[Records from a data collection]

============

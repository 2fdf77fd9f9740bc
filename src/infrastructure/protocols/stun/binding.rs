/// STUN binding discovery without I/O
///
/// One outstanding Binding request is retried until a matching response
/// arrives; the reflexive address is then cached and the binding is
/// refreshed periodically to keep the NAT mapping alive.
use std::collections::VecDeque;
use std::net::SocketAddr;
use std::time::Duration;
use tokio::time::Instant;
use tracing::{debug, info};

use super::message::{StunMessage, StunMessageType};

/// Result of feeding a datagram to a [`StunBinding`]
#[derive(Debug, Clone, Copy, PartialEq, Eq)]
pub enum BindingOutcome {
    /// Not a response to our outstanding request
    Ignored,
    /// Matching response, reflexive address unchanged
    Refreshed,
    /// Matching response reporting a new reflexive address
    Changed(SocketAddr),
}

#[derive(Debug)]
pub struct StunBinding {
    server: Option<SocketAddr>,
    request: Option<StunMessage>,
    reflexive: Option<SocketAddr>,
    retry_interval: Duration,
    refresh_interval: Duration,
    next_send: Option<Instant>,
    outbox: VecDeque<(SocketAddr, Vec<u8>)>,
}

impl StunBinding {
    pub fn new(retry_interval: Duration, refresh_interval: Duration) -> Self {
        Self {
            server: None,
            request: None,
            reflexive: None,
            retry_interval,
            refresh_interval,
            next_send: None,
            outbox: VecDeque::new(),
        }
    }

    /// Point the binding at a STUN server and send a request right away
    pub fn set_server(&mut self, server: SocketAddr, now: Instant) {
        debug!("Using STUN server {}", server);
        self.server = Some(server);
        self.request = None;
        self.send_request(now);
    }

    pub fn server(&self) -> Option<SocketAddr> {
        self.server
    }

    /// Last discovered reflexive address
    pub fn reflexive_address(&self) -> Option<SocketAddr> {
        self.reflexive
    }

    /// Stop retries and refreshes
    pub fn stop(&mut self) {
        self.request = None;
        self.next_send = None;
        self.outbox.clear();
    }

    fn send_request(&mut self, now: Instant) {
        let Some(server) = self.server else {
            return;
        };
        let request = self
            .request
            .get_or_insert_with(StunMessage::new_binding_request);
        self.outbox.push_back((server, request.to_bytes()));
        self.next_send = Some(now + self.retry_interval);
    }

    pub fn poll_timeout(&self) -> Option<Instant> {
        self.next_send
    }

    /// Retry the outstanding request, or start a refresh
    pub fn handle_timeout(&mut self, now: Instant) {
        match self.next_send {
            Some(deadline) if deadline <= now => {
                if self.request.is_none() {
                    debug!("Refreshing STUN binding");
                }
                self.send_request(now);
            }
            _ => {}
        }
    }

    pub fn poll_transmit(&mut self) -> Option<(SocketAddr, Vec<u8>)> {
        self.outbox.pop_front()
    }

    /// Feed a received datagram.
    ///
    /// Only a Binding response carrying the magic cookie and the
    /// transaction id of the outstanding request is accepted.
    pub fn handle_datagram(&mut self, data: &[u8], now: Instant) -> BindingOutcome {
        let Some(request) = &self.request else {
            return BindingOutcome::Ignored;
        };
        if !StunMessage::is_stun(data) {
            return BindingOutcome::Ignored;
        }
        let response = match StunMessage::from_bytes(data) {
            Ok(response) => response,
            Err(e) => {
                debug!("Dropping STUN datagram: {}", e);
                return BindingOutcome::Ignored;
            }
        };
        if response.transaction_id != request.transaction_id
            || response.message_type != StunMessageType::BindingResponse
        {
            return BindingOutcome::Ignored;
        }

        self.request = None;
        self.next_send = Some(now + self.refresh_interval);

        match response.reflexive_address() {
            Some(addr) if self.reflexive != Some(addr) => {
                info!("Discovered reflexive address {}", addr);
                self.reflexive = Some(addr);
                BindingOutcome::Changed(addr)
            }
            _ => BindingOutcome::Refreshed,
        }
    }
}

#[cfg(test)]
mod tests {
    use super::*;

    fn server() -> SocketAddr {
        "198.51.100.1:3478".parse().unwrap()
    }

    fn binding() -> StunBinding {
        StunBinding::new(Duration::from_millis(500), Duration::from_secs(30))
    }

    fn answer(request: &[u8], mapped: &str) -> Vec<u8> {
        let request = StunMessage::from_bytes(request).unwrap();
        StunMessage::new_binding_response(request.transaction_id, mapped.parse().unwrap())
            .to_bytes()
    }

    #[test]
    fn test_request_sent_on_server() {
        let now = Instant::now();
        let mut binding = binding();
        assert!(binding.poll_transmit().is_none());

        binding.set_server(server(), now);
        let (dest, bytes) = binding.poll_transmit().unwrap();

        assert_eq!(dest, server());
        assert_eq!(
            StunMessage::from_bytes(&bytes).unwrap().message_type,
            StunMessageType::BindingRequest
        );
        assert_eq!(binding.poll_timeout(), Some(now + Duration::from_millis(500)));
    }

    #[test]
    fn test_retry_reuses_transaction() {
        let now = Instant::now();
        let mut binding = binding();
        binding.set_server(server(), now);
        let (_, first) = binding.poll_transmit().unwrap();

        binding.handle_timeout(now + Duration::from_millis(100));
        assert!(binding.poll_transmit().is_none());

        binding.handle_timeout(now + Duration::from_millis(500));
        let (_, second) = binding.poll_transmit().unwrap();
        assert_eq!(first, second);
    }

    #[test]
    fn test_response_updates_address() {
        let now = Instant::now();
        let mut binding = binding();
        binding.set_server(server(), now);
        let (_, request) = binding.poll_transmit().unwrap();

        let outcome = binding.handle_datagram(&answer(&request, "203.0.113.5:40000"), now);
        assert_eq!(outcome, BindingOutcome::Changed("203.0.113.5:40000".parse().unwrap()));
        assert_eq!(binding.reflexive_address(), Some("203.0.113.5:40000".parse().unwrap()));
        assert_eq!(binding.poll_timeout(), Some(now + Duration::from_secs(30)));

        // duplicate response no longer matches
        let outcome = binding.handle_datagram(&answer(&request, "203.0.113.5:40000"), now);
        assert_eq!(outcome, BindingOutcome::Ignored);
    }

    #[test]
    fn test_refresh_detects_rebinding() {
        let now = Instant::now();
        let mut binding = binding();
        binding.set_server(server(), now);
        let (_, request) = binding.poll_transmit().unwrap();
        binding.handle_datagram(&answer(&request, "203.0.113.5:40000"), now);

        let later = now + Duration::from_secs(30);
        binding.handle_timeout(later);
        let (_, refresh) = binding.poll_transmit().unwrap();
        assert_ne!(refresh, request);

        assert_eq!(
            binding.handle_datagram(&answer(&refresh, "203.0.113.5:40000"), later),
            BindingOutcome::Refreshed
        );

        binding.handle_timeout(later + Duration::from_secs(30));
        let (_, refresh) = binding.poll_transmit().unwrap();
        assert_eq!(
            binding.handle_datagram(&answer(&refresh, "203.0.113.9:41000"), later),
            BindingOutcome::Changed("203.0.113.9:41000".parse().unwrap())
        );
    }

    #[test]
    fn test_foreign_transaction_ignored() {
        let now = Instant::now();
        let mut binding = binding();
        binding.set_server(server(), now);
        binding.poll_transmit();

        let other = StunMessage::new_binding_response([9u8; 12], "203.0.113.5:1".parse().unwrap());
        assert_eq!(binding.handle_datagram(&other.to_bytes(), now), BindingOutcome::Ignored);
        assert_eq!(binding.handle_datagram(b"SIP/2.0 200 OK\r\n\r\n", now), BindingOutcome::Ignored);
        assert!(binding.reflexive_address().is_none());
    }
}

============

■ **WORK INSTRUCTIONS**
Your response should be an exact copy of all the records.

■ **PROBLEM SOLUTION**
repository 2fdf77fd9f9740bc
filename src/infrastructure/protocols/stun/binding.rs
/// STUN binding discovery without I/O
///
/// One outstanding Binding request is retried until a matching response
/// arrives; the reflexive address is then cached and the binding is
/// refreshed periodically to keep the NAT mapping alive.
use std::collections::VecDeque;
use std::net::SocketAddr;
use std::time::Duration;
use tokio::time::Instant;
use tracing::{debug, info};

use super::message::{StunMessage, StunMessageType};

/// Result of feeding a datagram to a [`StunBinding`]
#[derive(Debug, Clone, Copy, PartialEq, Eq)]
pub enum BindingOutcome {
    /// Not a response to our outstanding request
    Ignored,
    /// Matching response, reflexive address unchanged
    Refreshed,
    /// Matching response reporting a new reflexive address
    Changed(SocketAddr),
}

#[derive(Debug)]
pub struct StunBinding {
    server: Option<SocketAddr>,
    request: Option<StunMessage>,
    reflexive: Option<SocketAddr>,
    retry_interval: Duration,
    refresh_interval: Duration,
    next_send: Option<Instant>,
    outbox: VecDeque<(SocketAddr, Vec<u8>)>,
}

impl StunBinding {
    pub fn new(retry_interval: Duration, refresh_interval: Duration) -> Self {
        Self {
            server: None,
            request: None,
            reflexive: None,
            retry_interval,
            refresh_interval,
            next_send: None,
            outbox: VecDeque::new(),
        }
    }

    /// Point the binding at a STUN server and send a request right away
    pub fn set_server(&mut self, server: SocketAddr, now: Instant) {
        debug!("Using STUN server {}", server);
        self.server = Some(server);
        self.request = None;
        self.send_request(now);
    }

    pub fn server(&self) -> Option<SocketAddr> {
        self.server
    }

    /// Last discovered reflexive address
    pub fn reflexive_address(&self) -> Option<SocketAddr> {
        self.reflexive
    }

    /// Stop retries and refreshes
    pub fn stop(&mut self) {
        self.request = None;
        self.next_send = None;
        self.outbox.clear();
    }

    fn send_request(&mut self, now: Instant) {
        let Some(server) = self.server else {
            return;
        };
        let request = self
            .request
            .get_or_insert_with(StunMessage::new_binding_request);
        self.outbox.push_back((server, request.to_bytes()));
        self.next_send = Some(now + self.retry_interval);
    }

    pub fn poll_timeout(&self) -> Option<Instant> {
        self.next_send
    }

    /// Retry the outstanding request, or start a refresh
    pub fn handle_timeout(&mut self, now: Instant) {
        match self.next_send {
            Some(deadline) if deadline <= now => {
                if self.request.is_none() {
                    debug!("Refreshing STUN binding");
                }
                self.send_request(now);
            }
            _ => {}
        }
    }

    pub fn poll_transmit(&mut self) -> Option<(SocketAddr, Vec<u8>)> {
        self.outbox.pop_front()
    }

    /// Feed a received datagram.
    ///
    /// Only a Binding response carrying the magic cookie and the
    /// transaction id of the outstanding request is accepted.
    pub fn handle_datagram(&mut self, data: &[u8], now: Instant) -> BindingOutcome {
        let Some(request) = &self.request else {
            return BindingOutcome::Ignored;
        };
        if !StunMessage::is_stun(data) {
            return BindingOutcome::Ignored;
        }
        let response = match StunMessage::from_bytes(data) {
            Ok(response) => response,
            Err(e) => {
                debug!("Dropping STUN datagram: {}", e);
                return BindingOutcome::Ignored;
            }
        };
        if response.transaction_id != request.transaction_id
            || response.message_type != StunMessageType::BindingResponse
        {
            return BindingOutcome::Ignored;
        }

        self.request = None;
        self.next_send = Some(now + self.refresh_interval);

        match response.reflexive_address() {
            Some(addr) if self.reflexive != Some(addr) => {
                info!("Discovered reflexive address {}", addr);
                self.reflexive = Some(addr);
                BindingOutcome::Changed(addr)
            }
            _ => BindingOutcome::Refreshed,
        }
    }
}

#[cfg(test)]
mod tests {
    use super::*;

    fn server() -> SocketAddr {
        "198.51.100.1:3478".parse().unwrap()
    }

    fn binding() -> StunBinding {
        StunBinding::new(Duration::from_millis(500), Duration::from_secs(30))
    }

    fn answer(request: &[u8], mapped: &str) -> Vec<u8> {
        let request = StunMessage::from_bytes(request).unwrap();
        StunMessage::new_binding_response(request.transaction_id, mapped.parse().unwrap())
            .to_bytes()
    }

    #[test]
    fn test_request_sent_on_server() {
        let now = Instant::now();
        let mut binding = binding();
        assert!(binding.poll_transmit().is_none());

        binding.set_server(server(), now);
        let (dest, bytes) = binding.poll_transmit().unwrap();

        assert_eq!(dest, server());
        assert_eq!(
            StunMessage::from_bytes(&bytes).unwrap().message_type,
            StunMessageType::BindingRequest
        );
        assert_eq!(binding.poll_timeout(), Some(now + Duration::from_millis(500)));
    }

    #[test]
    fn test_retry_reuses_transaction() {
        let now = Instant::now();
        let mut binding = binding();
        binding.set_server(server(), now);
        let (_, first) = binding.poll_transmit().unwrap();

        binding.handle_timeout(now + Duration::from_millis(100));
        assert!(binding.poll_transmit().is_none());

        binding.handle_timeout(now + Duration::from_millis(500));
        let (_, second) = binding.poll_transmit().unwrap();
        assert_eq!(first, second);
    }

    #[test]
    fn test_response_updates_address() {
        let now = Instant::now();
        let mut binding = binding();
        binding.set_server(server(), now);
        let (_, request) = binding.poll_transmit().unwrap();

        let outcome = binding.handle_datagram(&answer(&request, "203.0.113.5:40000"), now);
        assert_eq!(outcome, BindingOutcome::Changed("203.0.113.5:40000".parse().unwrap()));
        assert_eq!(binding.reflexive_address(), Some("203.0.113.5:40000".parse().unwrap()));
        assert_eq!(binding.poll_timeout(), Some(now + Duration::from_secs(30)));

        // duplicate response no longer matches
        let outcome = binding.handle_datagram(&answer(&request, "203.0.113.5:40000"), now);
        assert_eq!(outcome, BindingOutcome::Ignored);
    }

    #[test]
    fn test_refresh_detects_rebinding() {
        let now = Instant::now();
        let mut binding = binding();
        binding.set_server(server(), now);
        let (_, request) = binding.poll_transmit().unwrap();
        binding.handle_datagram(&answer(&request, "203.0.113.5:40000"), now);

        let later = now + Duration::from_secs(30);
        binding.handle_timeout(later);
        let (_, refresh) = binding.poll_transmit().unwrap();
        assert_ne!(refresh, request);

        assert_eq!(
            binding.handle_datagram(&answer(&refresh, "203.0.113.5:40000"), later),
            BindingOutcome::Refreshed
        );

        binding.handle_timeout(later + Duration::from_secs(30));
        let (_, refresh) = binding.poll_transmit().unwrap();
        assert_eq!(
            binding.handle_datagram(&answer(&refresh, "203.0.113.9:41000"), later),
            BindingOutcome::Changed("203.0.113.9:41000".parse().unwrap())
        );
    }

    #[test]
    fn test_foreign_transaction_ignored() {
        let now = Instant::now();
        let mut binding = binding();
        binding.set_server(server(), now);
        binding.poll_transmit();

        let other = StunMessage::new_binding_response([9u8; 12], "203.0.113.5:1".parse().unwrap());
        assert_eq!(binding.handle_datagram(&other.to_bytes(), now), BindingOutcome::Ignored);
        assert_eq!(binding.handle_datagram(b"SIP/2.0 200 OK\r\n\r\n", now), BindingOutcome::Ignored);
        assert!(binding.reflexive_address().is_none());
    }
}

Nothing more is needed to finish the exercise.